WHAT YOU SHOULD DO – How many lines in the material below contain the word "IntoResponse"? Answer with the number alone.

⁂

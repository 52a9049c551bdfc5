//! Development server with live reload

use anyhow::Result;
use axum::{
    body::Body,
    extract::{
        ws::{Message, WebSocket},
        State, WebSocketUpgrade,
    },
    http::{Request, StatusCode},
    response::{Html, IntoResponse, Response},
    routing::get,
    Router,
};
use notify_debouncer_mini::{new_debouncer, notify::RecursiveMode};
use std::net::SocketAddr;
use std::path::{Path, PathBuf};
use std::sync::Arc;
use std::time::Duration;
use tokio::sync::broadcast;
use tower_http::services::ServeDir;

use crate::Blog;

/// Route the injected script connects to
const LIVE_RELOAD_PATH: &str = "/__livereload";

/// Live reload script injected before `</body>`
const LIVE_RELOAD_SCRIPT: &str = r#"
<script>
(function() {
    var ws = new WebSocket('ws://' + location.host + '/__livereload');
    ws.onmessage = function(msg) {
        if (msg.data === 'reload') {
            location.reload();
        }
    };
    ws.onclose = function() {
        setTimeout(function() { location.reload(); }, 1000);
    };
})();
</script>
</body>
"#;

/// Server state
struct ServerState {
    public_dir: PathBuf,
    reload_tx: broadcast::Sender<()>,
    live_reload: bool,
}

/// Start the development server
pub async fn start(blog: &Blog, ip: &str, port: u16, watch: bool, open: bool) -> Result<()> {
    let (reload_tx, _) = broadcast::channel::<()>(16);

    let state = Arc::new(ServerState {
        public_dir: blog.public_dir.clone(),
        reload_tx: reload_tx.clone(),
        live_reload: watch,
    });

    let app = router(state);

    let bind_ip = if ip == "localhost" { "127.0.0.1" } else { ip };
    let addr: SocketAddr = format!("{}:{}", bind_ip, port).parse()?;

    let url = format!("http://{}:{}", ip, port);
    println!("Server running at {}", url);
    if watch {
        println!("Live reload enabled. Watching for changes...");
    }
    println!("Press Ctrl+C to stop.");

    if open {
        if let Err(e) = open_browser(&url) {
            tracing::warn!("Failed to open browser: {}", e);
        }
    }

    if watch {
        let blog = blog.clone();
        tokio::task::spawn_blocking(move || {
            if let Err(e) = watch_and_reload(blog, reload_tx) {
                tracing::error!("File watcher error: {}", e);
            }
        });
    }

    let listener = tokio::net::TcpListener::bind(addr).await?;
    axum::serve(listener, app).await?;

    Ok(())
}

fn router(state: Arc<ServerState>) -> Router {
    Router::new()
        .route(LIVE_RELOAD_PATH, get(livereload_handler))
        .fallback(fallback_handler)
        .with_state(state)
}

/// Paths whose changes should not trigger a rebuild
fn is_ignored(path: &Path) -> bool {
    let path_str = path.to_string_lossy();
    path_str.contains(".git")
        || path_str.contains(".DS_Store")
        || path_str.ends_with('~')
        || path_str.ends_with(".swp")
}

/// Watch content, static files and config; regenerate and notify clients
fn watch_and_reload(blog: Blog, reload_tx: broadcast::Sender<()>) -> Result<()> {
    let (tx, rx) = std::sync::mpsc::channel();
    let mut debouncer = new_debouncer(Duration::from_millis(500), tx)?;

    let static_dir = blog.static_dir();
    let config_path = blog.config_path();
    for (path, mode) in [
        (&blog.source_dir, RecursiveMode::Recursive),
        (&static_dir, RecursiveMode::Recursive),
        (&config_path, RecursiveMode::NonRecursive),
    ] {
        if path.exists() {
            debouncer.watcher().watch(path, mode)?;
            tracing::debug!("Watching: {:?}", path);
        }
    }

    loop {
        match rx.recv() {
            Ok(Ok(events)) => {
                let changed: Vec<_> = events.iter().filter(|e| !is_ignored(&e.path)).collect();
                if changed.is_empty() {
                    continue;
                }

                for event in &changed {
                    tracing::info!("File changed: {}", event.path.display());
                }

                match blog.reload().and_then(|fresh| fresh.generate()) {
                    Ok(()) => {
                        tracing::info!("Regenerated successfully");
                        let _ = reload_tx.send(());
                    }
                    Err(e) => tracing::error!("Generation failed: {}", e),
                }
            }
            Ok(Err(e)) => tracing::error!("Watch error: {:?}", e),
            Err(e) => {
                tracing::error!("Channel error: {:?}", e);
                break;
            }
        }
    }

    Ok(())
}

/// WebSocket handler for live reload
async fn livereload_handler(
    ws: WebSocketUpgrade,
    State(state): State<Arc<ServerState>>,
) -> impl IntoResponse {
    let reload_rx = state.reload_tx.subscribe();
    ws.on_upgrade(move |socket| handle_livereload_socket(socket, reload_rx))
}

/// Forward reload signals to one connected browser
async fn handle_livereload_socket(mut socket: WebSocket, mut reload_rx: broadcast::Receiver<()>) {
    tracing::debug!("Live reload client connected");

    loop {
        tokio::select! {
            result = reload_rx.recv() => {
                match result {
                    Ok(_) => {
                        if socket.send(Message::Text("reload".to_string())).await.is_err() {
                            break;
                        }
                    }
                    Err(broadcast::error::RecvError::Closed) => break,
                    Err(broadcast::error::RecvError::Lagged(_)) => continue,
                }
            }
            msg = socket.recv() => {
                match msg {
                    Some(Ok(Message::Ping(data))) => {
                        if socket.send(Message::Pong(data)).await.is_err() {
                            break;
                        }
                    }
                    Some(Ok(Message::Close(_))) | None => break,
                    _ => {}
                }
            }
        }
    }

    tracing::debug!("Live reload client disconnected");
}

/// Map a request path to the HTML file that would answer it, if any
fn resolve_html(public_dir: &Path, request_path: &str) -> Option<PathBuf> {
    let clean = request_path.trim_start_matches('/');
    let candidate = public_dir.join(clean);

    let file = if clean.is_empty() || candidate.is_dir() {
        candidate.join("index.html")
    } else {
        candidate
    };

    let is_html = file
        .extension()
        .map(|ext| ext == "html" || ext == "htm")
        .unwrap_or(false);

    (is_html && file.is_file()).then_some(file)
}

/// Serve files from the public directory, injecting the reload script into HTML
async fn fallback_handler(
    State(state): State<Arc<ServerState>>,
    request: Request<Body>,
) -> Response {
    if state.live_reload {
        if let Some(file_path) = resolve_html(&state.public_dir, request.uri().path()) {
            return match tokio::fs::read_to_string(&file_path).await {
                Ok(content) => Html(inject_live_reload(&content)).into_response(),
                Err(_) => (StatusCode::NOT_FOUND, "Not found").into_response(),
            };
        }
    }

    let mut service = ServeDir::new(&state.public_dir).append_index_html_on_directories(true);
    match service.try_call(request).await {
        Ok(response) => response.into_response(),
        Err(_) => (StatusCode::INTERNAL_SERVER_ERROR, "Server error").into_response(),
    }
}

/// Inject live reload script into HTML content
fn inject_live_reload(html: &str) -> String {
    if html.contains("</body>") {
        html.replacen("</body>", LIVE_RELOAD_SCRIPT, 1)
    } else {
        format!("{}{}", html, LIVE_RELOAD_SCRIPT)
    }
}

/// Open a URL in the default browser
fn open_browser(url: &str) -> Result<()> {
    #[cfg(target_os = "macos")]
    {
        std::process::Command::new("open").arg(url).spawn()?;
    }

    #[cfg(target_os = "linux")]
    {
        std::process::Command::new("xdg-open").arg(url).spawn()?;
    }

    #[cfg(target_os = "windows")]
    {
        std::process::Command::new("cmd")
            .args(["/c", "start", url])
            .spawn()?;
    }

    Ok(())
}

⁂

TASK RESULT – 2